What is the number of lines in the data that hold the string "registry"? Reply with that number only.

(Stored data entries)

-- Opening Marker --

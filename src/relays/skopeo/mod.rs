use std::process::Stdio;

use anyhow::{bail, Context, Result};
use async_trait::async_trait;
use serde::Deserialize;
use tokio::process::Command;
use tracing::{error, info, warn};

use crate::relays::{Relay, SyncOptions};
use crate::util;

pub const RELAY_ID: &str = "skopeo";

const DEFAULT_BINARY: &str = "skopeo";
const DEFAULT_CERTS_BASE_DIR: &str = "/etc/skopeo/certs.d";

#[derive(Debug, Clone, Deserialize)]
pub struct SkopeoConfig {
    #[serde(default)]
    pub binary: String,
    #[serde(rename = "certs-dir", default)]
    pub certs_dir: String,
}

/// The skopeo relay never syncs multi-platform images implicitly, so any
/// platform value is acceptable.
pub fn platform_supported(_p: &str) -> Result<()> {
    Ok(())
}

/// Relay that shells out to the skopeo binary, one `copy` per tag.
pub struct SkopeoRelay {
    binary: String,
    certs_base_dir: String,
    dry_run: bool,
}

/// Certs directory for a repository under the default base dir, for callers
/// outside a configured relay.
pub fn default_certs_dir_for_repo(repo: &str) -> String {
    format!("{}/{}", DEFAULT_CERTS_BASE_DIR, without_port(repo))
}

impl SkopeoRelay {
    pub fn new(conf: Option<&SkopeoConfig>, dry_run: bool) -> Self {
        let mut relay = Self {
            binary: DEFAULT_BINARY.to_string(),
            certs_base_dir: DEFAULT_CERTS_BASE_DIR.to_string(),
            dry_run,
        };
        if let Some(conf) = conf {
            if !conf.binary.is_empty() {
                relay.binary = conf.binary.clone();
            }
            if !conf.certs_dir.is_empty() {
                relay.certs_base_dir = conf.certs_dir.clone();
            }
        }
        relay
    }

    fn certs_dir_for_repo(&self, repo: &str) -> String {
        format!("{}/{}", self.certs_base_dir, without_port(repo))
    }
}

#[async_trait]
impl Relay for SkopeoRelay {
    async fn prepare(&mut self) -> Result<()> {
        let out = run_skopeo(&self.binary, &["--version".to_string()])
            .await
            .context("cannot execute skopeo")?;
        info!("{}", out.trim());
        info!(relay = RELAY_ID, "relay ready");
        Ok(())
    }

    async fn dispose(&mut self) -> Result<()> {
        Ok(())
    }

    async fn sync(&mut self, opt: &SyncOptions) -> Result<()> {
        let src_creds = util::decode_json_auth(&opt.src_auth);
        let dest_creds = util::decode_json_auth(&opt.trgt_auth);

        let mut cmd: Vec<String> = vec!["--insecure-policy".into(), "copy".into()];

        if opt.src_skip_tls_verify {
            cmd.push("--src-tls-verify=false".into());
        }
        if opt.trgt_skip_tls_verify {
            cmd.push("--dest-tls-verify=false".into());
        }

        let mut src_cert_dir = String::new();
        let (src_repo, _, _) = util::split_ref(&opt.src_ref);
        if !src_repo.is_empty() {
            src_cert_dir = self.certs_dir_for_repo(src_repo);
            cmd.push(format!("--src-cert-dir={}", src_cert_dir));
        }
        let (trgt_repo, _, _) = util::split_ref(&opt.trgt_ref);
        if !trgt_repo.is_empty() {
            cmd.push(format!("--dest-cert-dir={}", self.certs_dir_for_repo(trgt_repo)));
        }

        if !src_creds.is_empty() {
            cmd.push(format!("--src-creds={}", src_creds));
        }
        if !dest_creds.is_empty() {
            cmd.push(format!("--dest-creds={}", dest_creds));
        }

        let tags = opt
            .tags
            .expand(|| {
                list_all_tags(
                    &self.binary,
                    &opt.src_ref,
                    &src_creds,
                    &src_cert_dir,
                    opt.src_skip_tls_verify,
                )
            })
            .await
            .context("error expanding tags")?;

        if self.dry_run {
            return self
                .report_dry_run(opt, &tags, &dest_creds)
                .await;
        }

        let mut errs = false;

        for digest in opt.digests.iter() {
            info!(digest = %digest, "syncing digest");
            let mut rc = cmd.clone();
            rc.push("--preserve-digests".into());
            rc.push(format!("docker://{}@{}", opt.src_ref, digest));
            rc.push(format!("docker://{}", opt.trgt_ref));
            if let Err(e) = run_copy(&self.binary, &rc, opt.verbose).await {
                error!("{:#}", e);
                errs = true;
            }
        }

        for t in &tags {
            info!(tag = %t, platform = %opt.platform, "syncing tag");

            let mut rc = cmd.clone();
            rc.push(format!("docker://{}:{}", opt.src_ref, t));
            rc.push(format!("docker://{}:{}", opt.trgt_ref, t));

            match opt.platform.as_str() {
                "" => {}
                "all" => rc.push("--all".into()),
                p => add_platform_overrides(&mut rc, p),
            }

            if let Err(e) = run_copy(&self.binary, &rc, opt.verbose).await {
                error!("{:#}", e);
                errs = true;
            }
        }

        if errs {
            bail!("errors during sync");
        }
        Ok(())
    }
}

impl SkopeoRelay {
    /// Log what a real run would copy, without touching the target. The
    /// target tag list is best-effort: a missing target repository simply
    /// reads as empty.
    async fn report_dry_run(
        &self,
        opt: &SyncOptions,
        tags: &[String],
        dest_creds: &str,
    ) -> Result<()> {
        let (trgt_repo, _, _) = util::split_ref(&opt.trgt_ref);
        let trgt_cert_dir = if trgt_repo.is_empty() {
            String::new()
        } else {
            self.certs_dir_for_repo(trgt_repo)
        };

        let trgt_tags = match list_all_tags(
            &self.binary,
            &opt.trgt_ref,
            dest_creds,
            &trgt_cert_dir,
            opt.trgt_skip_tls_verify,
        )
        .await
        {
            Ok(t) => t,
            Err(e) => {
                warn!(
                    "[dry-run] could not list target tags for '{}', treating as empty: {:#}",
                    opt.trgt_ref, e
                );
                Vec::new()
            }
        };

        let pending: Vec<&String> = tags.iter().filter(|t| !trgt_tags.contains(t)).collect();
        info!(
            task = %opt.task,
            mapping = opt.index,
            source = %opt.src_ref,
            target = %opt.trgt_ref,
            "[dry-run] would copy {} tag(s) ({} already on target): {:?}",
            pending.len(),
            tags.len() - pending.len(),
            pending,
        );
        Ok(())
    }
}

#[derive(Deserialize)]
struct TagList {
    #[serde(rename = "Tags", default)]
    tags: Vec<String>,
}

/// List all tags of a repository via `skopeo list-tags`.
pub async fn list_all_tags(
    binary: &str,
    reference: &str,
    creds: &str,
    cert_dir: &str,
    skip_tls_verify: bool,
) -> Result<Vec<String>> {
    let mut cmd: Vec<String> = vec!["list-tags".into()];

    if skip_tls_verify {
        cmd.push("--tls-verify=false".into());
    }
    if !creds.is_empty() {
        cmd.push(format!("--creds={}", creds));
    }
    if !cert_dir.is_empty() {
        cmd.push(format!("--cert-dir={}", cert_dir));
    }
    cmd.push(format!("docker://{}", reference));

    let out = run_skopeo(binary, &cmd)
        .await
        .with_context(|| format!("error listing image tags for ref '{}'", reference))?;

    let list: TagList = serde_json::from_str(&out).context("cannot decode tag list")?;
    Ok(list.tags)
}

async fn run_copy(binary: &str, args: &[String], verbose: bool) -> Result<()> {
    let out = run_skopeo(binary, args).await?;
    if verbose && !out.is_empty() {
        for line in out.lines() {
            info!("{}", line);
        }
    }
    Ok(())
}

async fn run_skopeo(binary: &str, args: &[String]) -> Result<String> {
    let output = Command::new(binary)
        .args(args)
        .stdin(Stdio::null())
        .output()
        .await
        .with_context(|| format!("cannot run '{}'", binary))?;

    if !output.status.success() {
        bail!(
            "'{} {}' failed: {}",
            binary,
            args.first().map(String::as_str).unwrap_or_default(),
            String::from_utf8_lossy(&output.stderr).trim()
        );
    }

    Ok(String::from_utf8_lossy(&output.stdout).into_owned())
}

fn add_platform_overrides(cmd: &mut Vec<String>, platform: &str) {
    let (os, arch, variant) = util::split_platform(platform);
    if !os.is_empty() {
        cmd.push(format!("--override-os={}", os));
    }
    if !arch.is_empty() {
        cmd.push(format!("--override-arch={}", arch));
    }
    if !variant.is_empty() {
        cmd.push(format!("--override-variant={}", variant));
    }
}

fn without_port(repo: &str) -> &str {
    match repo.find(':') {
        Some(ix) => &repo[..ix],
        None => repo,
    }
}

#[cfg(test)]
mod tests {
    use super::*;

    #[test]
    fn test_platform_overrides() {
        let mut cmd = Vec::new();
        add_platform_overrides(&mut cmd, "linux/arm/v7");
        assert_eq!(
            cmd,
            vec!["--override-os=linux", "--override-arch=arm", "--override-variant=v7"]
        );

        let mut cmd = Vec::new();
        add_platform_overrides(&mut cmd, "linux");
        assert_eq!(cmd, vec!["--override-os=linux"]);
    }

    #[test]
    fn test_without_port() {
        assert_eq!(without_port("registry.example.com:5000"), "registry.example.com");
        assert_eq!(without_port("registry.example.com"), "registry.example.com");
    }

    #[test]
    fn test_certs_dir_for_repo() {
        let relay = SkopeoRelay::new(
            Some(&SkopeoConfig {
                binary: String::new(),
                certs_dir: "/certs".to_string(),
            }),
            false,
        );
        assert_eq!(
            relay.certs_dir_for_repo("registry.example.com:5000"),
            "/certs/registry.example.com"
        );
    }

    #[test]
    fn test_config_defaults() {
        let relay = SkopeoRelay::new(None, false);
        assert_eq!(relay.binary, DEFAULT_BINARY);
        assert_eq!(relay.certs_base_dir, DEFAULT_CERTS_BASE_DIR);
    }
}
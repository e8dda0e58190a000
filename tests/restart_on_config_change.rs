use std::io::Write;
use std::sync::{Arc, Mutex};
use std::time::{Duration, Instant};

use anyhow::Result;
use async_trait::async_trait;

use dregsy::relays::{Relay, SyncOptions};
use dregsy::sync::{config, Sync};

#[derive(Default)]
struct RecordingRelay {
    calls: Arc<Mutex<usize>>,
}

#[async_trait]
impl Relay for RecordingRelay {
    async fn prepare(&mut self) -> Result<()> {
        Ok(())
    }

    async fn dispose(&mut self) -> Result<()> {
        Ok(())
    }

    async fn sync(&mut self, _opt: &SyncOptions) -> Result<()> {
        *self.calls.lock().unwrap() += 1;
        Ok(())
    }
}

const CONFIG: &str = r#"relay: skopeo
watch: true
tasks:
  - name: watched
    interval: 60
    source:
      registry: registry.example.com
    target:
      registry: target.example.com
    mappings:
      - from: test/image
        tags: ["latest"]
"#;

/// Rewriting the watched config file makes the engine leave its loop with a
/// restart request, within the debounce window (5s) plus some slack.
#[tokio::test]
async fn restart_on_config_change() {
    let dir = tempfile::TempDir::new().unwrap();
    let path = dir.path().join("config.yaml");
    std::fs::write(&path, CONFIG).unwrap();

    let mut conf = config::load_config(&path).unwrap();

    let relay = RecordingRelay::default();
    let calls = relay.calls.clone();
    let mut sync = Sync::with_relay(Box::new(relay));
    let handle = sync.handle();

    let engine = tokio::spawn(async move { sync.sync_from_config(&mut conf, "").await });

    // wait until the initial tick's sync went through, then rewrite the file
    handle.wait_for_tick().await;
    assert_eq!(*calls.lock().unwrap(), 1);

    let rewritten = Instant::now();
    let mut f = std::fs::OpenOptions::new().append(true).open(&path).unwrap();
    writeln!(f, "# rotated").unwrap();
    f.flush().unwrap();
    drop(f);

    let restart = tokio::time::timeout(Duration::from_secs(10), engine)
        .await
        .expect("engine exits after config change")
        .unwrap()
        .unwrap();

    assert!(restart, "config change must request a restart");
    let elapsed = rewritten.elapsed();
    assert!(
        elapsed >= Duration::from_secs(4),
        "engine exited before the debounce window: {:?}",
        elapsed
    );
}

-- Closing Marker --

• Exercise response:
6